> [Activity]:
If a line below includes the string "invoked", copy it.

Stored items
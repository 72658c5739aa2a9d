// SPDX-License-Identifier: Apache-2.0 OR MIT
// Copyright (c) 2025-2026 naskel.com

//! Opcode registry: maps an operation code to fixed-size input/output
//! buffer layouts and an optional server-side handler.
//!
//! The registry is an explicit value handed to the engine at construction
//! time, not a process-wide singleton. Callers build it once, register
//! every opcode their protocol uses, and share it via `Arc`.

use std::collections::HashMap;
use std::sync::Arc;

use parking_lot::RwLock;

use crate::error::{Error, RpcResult};

/// Operation code identifying one RPC type.
#[derive(Debug, Clone, Copy, PartialEq, Eq, Hash, PartialOrd, Ord)]
pub struct Opcode(pub u32);

impl std::fmt::Display for Opcode {
    fn fmt(&self, f: &mut std::fmt::Formatter<'_>) -> std::fmt::Result {
        write!(f, "{:#x}", self.0)
    }
}

/// Server-side handler: consumes the request bytes, fills the reply bytes.
///
/// Runs on a progress thread; must not block.
pub type RpcHandler = Arc<dyn Fn(&[u8], &mut [u8]) -> Result<(), i32> + Send + Sync>;

/// Upper bound on a registered input buffer size.
pub const MAX_INPUT_SIZE: usize = 1 << 26;
/// Upper bound on a registered output buffer size.
pub const MAX_OUTPUT_SIZE: usize = 1 << 26;

/// Buffer layout and handler for one opcode.
#[derive(Clone)]
pub struct OpcodeEntry {
    /// Request buffer size in bytes (0 = no request payload).
    pub input_size: usize,
    /// Reply buffer size in bytes (0 = no reply payload).
    pub output_size: usize,
    /// Server-side handler, if this process serves the opcode.
    pub handler: Option<RpcHandler>,
}

impl std::fmt::Debug for OpcodeEntry {
    fn fmt(&self, f: &mut std::fmt::Formatter<'_>) -> std::fmt::Result {
        f.debug_struct("OpcodeEntry")
            .field("input_size", &self.input_size)
            .field("output_size", &self.output_size)
            .field("handler", &self.handler.is_some())
            .finish()
    }
}

/// Thread-safe opcode table.
#[derive(Default)]
pub struct OpcodeRegistry {
    entries: RwLock<HashMap<Opcode, OpcodeEntry>>,
}

impl OpcodeRegistry {
    /// Create an empty registry.
    #[must_use]
    pub fn new() -> Self {
        Self::default()
    }

    /// Register an opcode. Re-registering replaces the previous entry.
    ///
    /// Fails with `OutOfMemory` when a buffer size exceeds the hard cap,
    /// so that `create` never has to size an unreasonable allocation.
    pub fn register(&self, opcode: Opcode, entry: OpcodeEntry) -> RpcResult<()> {
        if entry.input_size > MAX_INPUT_SIZE || entry.output_size > MAX_OUTPUT_SIZE {
            log::error!(
                "opc {}: buffer sizes {}/{} exceed cap",
                opcode,
                entry.input_size,
                entry.output_size
            );
            return Err(Error::OutOfMemory);
        }
        self.entries.write().insert(opcode, entry);
        Ok(())
    }

    /// Look up the entry for an opcode.
    pub fn lookup(&self, opcode: Opcode) -> RpcResult<OpcodeEntry> {
        self.entries
            .read()
            .get(&opcode)
            .cloned()
            .ok_or(Error::UnknownOpcode(opcode.0))
    }

    /// All registered opcodes, sorted.
    pub fn opcodes(&self) -> Vec<Opcode> {
        let mut opcodes: Vec<Opcode> = self.entries.read().keys().copied().collect();
        opcodes.sort_unstable();
        opcodes
    }
}
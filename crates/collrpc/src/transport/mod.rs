// SPDX-License-Identifier: Apache-2.0 OR MIT
// Copyright (c) 2025-2026 naskel.com

//! Transport interface consumed by the RPC engine.
//!
//! The engine never touches the wire. It asks the transport for a handle,
//! hands it the request bytes together with a completion closure, and
//! drives [`Transport::progress`] (directly from `wait`, or from dedicated
//! progress threads). The transport invokes the completion closure from
//! inside `progress` once the reply (or failure) for that handle is known.
//!
//! [`LoopbackTransport`](loopback::LoopbackTransport) is the in-process
//! implementation used by tests and single-process deployments.

pub mod loopback;

use std::time::Duration;

use crate::error::RpcResult;
use crate::group::Destination;
use crate::registry::Opcode;

/// Correlation id assigned by the transport when a handle is created.
///
/// Doubles as the opaque handle token: one outstanding request per id.
pub type TransportHandle = u64;

/// Outcome of one send, delivered through the completion closure.
#[derive(Debug)]
pub struct TransportReply {
    /// `Ok` when the remote handler ran and replied; `Err` carries the
    /// transport's numeric error code (network or remote-handler failure).
    pub status: Result<(), i32>,
    /// Reply bytes. Empty on failure.
    pub output: Vec<u8>,
}

/// Completion closure invoked by the transport on a progress thread.
pub type SendCompletion = Box<dyn FnOnce(TransportReply) + Send>;

/// Wire transport and progress engine.
pub trait Transport: Send + Sync {
    /// Allocate a handle for one request to `dest`.
    fn create_handle(&self, dest: &Destination, opcode: Opcode) -> RpcResult<TransportHandle>;

    /// Submit the request bytes for a handle.
    ///
    /// A synchronous error means nothing was put on the wire and
    /// `on_complete` will never be invoked. After `Ok`, the outcome is
    /// delivered exactly once through `on_complete`.
    fn send(
        &self,
        handle: TransportHandle,
        input: &[u8],
        on_complete: SendCompletion,
    ) -> RpcResult<()>;

    /// Drive one round of I/O, invoking any completion closures that are
    /// ready. Blocks at most `slice` when nothing is ready.
    fn progress(&self, slice: Duration) -> RpcResult<()>;

    /// Release a handle once its completion has been processed.
    fn destroy_handle(&self, handle: TransportHandle);
}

> [Task result]:
/// Completion closure invoked by the transport on a progress thread.
    /// `on_complete` will never be invoked. After `Ok`, the outcome is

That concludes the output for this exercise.